Eight years ago, the Master Settlement Agreement of 1998 severely limited the tobacco industry's advertising, marketing and lobbying activities and required tobacco companies to pay states over $200 billion through 2025. What is the state of tobacco control today and what are the next steps?

Kenneth Warner
"This is the first conference of many where we will be looking at our current interventions and asking critical questions of what the future research needs are to collectively make smoking history in our society,'' said Gregory Connolly, HSPH professor of the practice of public health and former director of the Massachusetts Department of Public Health's Tobacco Control Program.
The workshop, "Can We Make Smoking History In Our Lifetime?'', was sponsored by HSPH's Tobacco Control Working Group.
"We think we have the tools now to further reduce tobacco use, but we need new ideas and new research to make our society smoke-free," said Connolly.
For example, while smoking among men is down by half over the past 30 years, rates among women-historically lower than those for men-are now equal to rates for men, Connolly noted.
"There could be different factors that contribute to women smoking and to them quitting,'' he said. "We have to critically look at identifying what those factors are and what the research needs are, and then work together to provide guidance to the scientific community and to the public health community.''
A special presentation was given at lunch by Kenneth Warner, Dean of the University of Michigan School of Public Health. He spoke about tobacco economies and the future, speculating on how high a pack of cigarettes may cost before a black market in tobacco products emerges. Taxation is one tool that has been used to deter tobacco use.
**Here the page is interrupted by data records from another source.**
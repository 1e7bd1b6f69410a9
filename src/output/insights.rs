//! Aggregates behind the dashboard and admin views

use crate::processing::analyzer::AnalysisRow;
use crate::processing::skills::split_joined;
use crate::storage::PersistedRow;
use serde::Serialize;
use std::collections::HashMap;

#[derive(Debug, Clone, PartialEq, Serialize)]
pub struct SkillCount {
    pub skill: String,
    pub count: usize,
}

/// Count gap tokens across comma-joined gap columns.
///
/// Ordered by count, highest first; equal counts keep first-seen order.
pub fn gap_frequency<'a, I>(gap_columns: I) -> Vec<SkillCount>
where
    I: IntoIterator<Item = &'a str>,
{
    let mut counts: Vec<SkillCount> = Vec::new();
    let mut index: HashMap<String, usize> = HashMap::new();

    for column in gap_columns {
        for skill in split_joined(column) {
            match index.get(skill) {
                Some(&i) => counts[i].count += 1,
                None => {
                    index.insert(skill.to_string(), counts.len());
                    counts.push(SkillCount {
                        skill: skill.to_string(),
                        count: 1,
                    });
                }
            }
        }
    }

    counts.sort_by(|a, b| b.count.cmp(&a.count));
    counts
}

#[derive(Debug, Clone, PartialEq, Serialize)]
pub struct ScoreShare {
    pub name: String,
    pub similarity: f64,
    /// Percent of the combined score of the listed candidates
    pub share: f64,
}

/// Summary of the last analysis
#[derive(Debug, Clone, PartialEq, Serialize)]
pub struct DashboardInsights {
    pub total_candidates: usize,
    pub average_score: f64,
    pub top_score: f64,
    pub gap_frequency: Vec<SkillCount>,
    pub top_distribution: Vec<ScoreShare>,
}

impl DashboardInsights {
    /// `rows` must already be ranked
    pub fn from_rows(rows: &[AnalysisRow], top_n: usize) -> Self {
        let scores: Vec<f64> = rows.iter().map(|r| r.similarity).collect();

        let top = &rows[..rows.len().min(top_n)];
        let top_total: f64 = top.iter().map(|r| r.similarity).sum();
        let top_distribution = top
            .iter()
            .map(|r| ScoreShare {
                name: r.name.clone(),
                similarity: r.similarity,
                share: if top_total == 0.0 {
                    0.0
                } else {
                    r.similarity / top_total * 100.0
                },
            })
            .collect();

        Self {
            total_candidates: rows.len(),
            average_score: mean(&scores),
            top_score: scores.iter().cloned().reduce(f64::max).unwrap_or(0.0),
            gap_frequency: gap_frequency(rows.iter().map(|r| r.skill_gaps.as_str())),
            top_distribution,
        }
    }
}

/// Score distribution of one role across all stored analyses
#[derive(Debug, Clone, PartialEq, Serialize)]
pub struct RoleDistribution {
    pub role: String,
    pub job_category: String,
    pub count: usize,
    pub min: f64,
    pub median: f64,
    pub max: f64,
    pub mean: f64,
}

#[derive(Debug, Clone, PartialEq, Serialize)]
pub struct AdminOverview {
    pub total_rows: usize,
    pub role_distribution: Vec<RoleDistribution>,
    pub gap_frequency: Vec<SkillCount>,
}

impl AdminOverview {
    pub fn from_rows(rows: &[PersistedRow]) -> Self {
        let mut groups: Vec<((String, String), Vec<f64>)> = Vec::new();
        for row in rows {
            let key = (row.role.clone(), row.job_category.clone());
            match groups.iter_mut().find(|(k, _)| *k == key) {
                Some((_, scores)) => scores.push(row.similarity),
                None => groups.push((key, vec![row.similarity])),
            }
        }

        let role_distribution = groups
            .into_iter()
            .map(|((role, job_category), mut scores)| {
                scores.sort_by(f64::total_cmp);
                RoleDistribution {
                    role,
                    job_category,
                    count: scores.len(),
                    min: scores[0],
                    median: median(&scores),
                    max: scores[scores.len() - 1],
                    mean: mean(&scores),
                }
            })
            .collect();

        Self {
            total_rows: rows.len(),
            role_distribution,
            gap_frequency: gap_frequency(rows.iter().map(|r| r.skill_gaps.as_str())),
        }
    }
}

fn mean(values: &[f64]) -> f64 {
    if values.is_empty() {
        return 0.0;
    }
    values.iter().sum::<f64>() / values.len() as f64
}

/// Median of sorted, non-empty values
fn median(sorted: &[f64]) -> f64 {
    let mid = sorted.len() / 2;
    if sorted.len() % 2 == 0 {
        (sorted[mid - 1] + sorted[mid]) / 2.0
    } else {
        sorted[mid]
    }
}

#[cfg(test)]
mod tests {
    use super::*;

    fn analysis_row(name: &str, similarity: f64, gaps: &str) -> AnalysisRow {
        AnalysisRow {
            name: name.to_string(),
            email: "Not Found".to_string(),
            phone: "Not Found".to_string(),
            resume: format!("{}.txt", name),
            similarity,
            matched_skills: String::new(),
            skill_gaps: gaps.to_string(),
        }
    }

    fn stored_row(role: &str, category: &str, similarity: f64, gaps: &str) -> PersistedRow {
        PersistedRow {
            id: 0,
            name: "Unknown".to_string(),
            email: "Not Found".to_string(),
            phone: "Not Found".to_string(),
            filename: "cv.txt".to_string(),
            job_category: category.to_string(),
            role: role.to_string(),
            similarity,
            matched_skills: String::new(),
            skill_gaps: gaps.to_string(),
        }
    }

    #[test]
    fn test_gap_frequency_ordering() {
        let counts = gap_frequency(vec!["sql, react", "react", "", "docker, sql, react"]);
        let pairs: Vec<_> = counts.iter().map(|c| (c.skill.as_str(), c.count)).collect();
        assert_eq!(pairs, vec![("react", 3), ("sql", 2), ("docker", 1)]);
    }

    #[test]
    fn test_dashboard_metrics() {
        let rows = vec![
            analysis_row("A", 60.0, "sql"),
            analysis_row("B", 30.0, "sql, react"),
            analysis_row("C", 10.0, ""),
        ];
        let insights = DashboardInsights::from_rows(&rows, 2);

        assert_eq!(insights.total_candidates, 3);
        assert!((insights.average_score - 33.333).abs() < 0.01);
        assert_eq!(insights.top_score, 60.0);
        assert_eq!(insights.gap_frequency[0].skill, "sql");
        assert_eq!(insights.top_distribution.len(), 2);
        assert!((insights.top_distribution[0].share - 66.666).abs() < 0.01);
    }

    #[test]
    fn test_dashboard_zero_scores() {
        let rows = vec![analysis_row("A", 0.0, "")];
        let insights = DashboardInsights::from_rows(&rows, 5);
        assert_eq!(insights.top_distribution[0].share, 0.0);
        assert!(insights.gap_frequency.is_empty());
    }

    #[test]
    fn test_admin_role_distribution() {
        let rows = vec![
            stored_row("Cloud Engineer", "Cloud & DevOps", 40.0, "gcp"),
            stored_row("Data Scientist", "Data & Analytics", 70.0, ""),
            stored_row("Cloud Engineer", "Cloud & DevOps", 10.0, "gcp, azure"),
            stored_row("Cloud Engineer", "Cloud & DevOps", 25.0, ""),
        ];
        let overview = AdminOverview::from_rows(&rows);

        assert_eq!(overview.total_rows, 4);
        assert_eq!(overview.role_distribution.len(), 2);

        let cloud = &overview.role_distribution[0];
        assert_eq!(cloud.role, "Cloud Engineer");
        assert_eq!(cloud.count, 3);
        assert_eq!(cloud.min, 10.0);
        assert_eq!(cloud.median, 25.0);
        assert_eq!(cloud.max, 40.0);
        assert_eq!(cloud.mean, 25.0);

        assert_eq!(overview.role_distribution[1].median, 70.0);
        assert_eq!(overview.gap_frequency[0].skill, "gcp");
        assert_eq!(overview.gap_frequency[0].count, 2);
    }

    #[test]
    fn test_median_even_count() {
        assert_eq!(median(&[1.0, 2.0, 3.0, 4.0]), 2.5);
    }
}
Other participants in the workshop included Matthew Myers of the Campaign for Smoke Free Kids; Lois Biener of the Center for Survey Research at the University of Massachusetts Boston; David Burns of the University of California San Diego, Medical School; Howard Koh of HSPH; K. Michael Cummings of the Roswell Park Cancer Institute; Dorothy Hatsukami of the University of Minnesota; Jack Henningfield of Pinney Associates, Inc.; Neil Collishaw of Physicians for a Smoke-Free Canada; Nancy Rigotti of the MGH Tobacco Research and Treatment Center; Mitch Zeller of Pinney Associates; Michael Crosby of the Interfaith Center on Corporate Responsibility; Alan Brandt of Harvard Medical School; and Richard Daynard of the Northeastern University School of Law.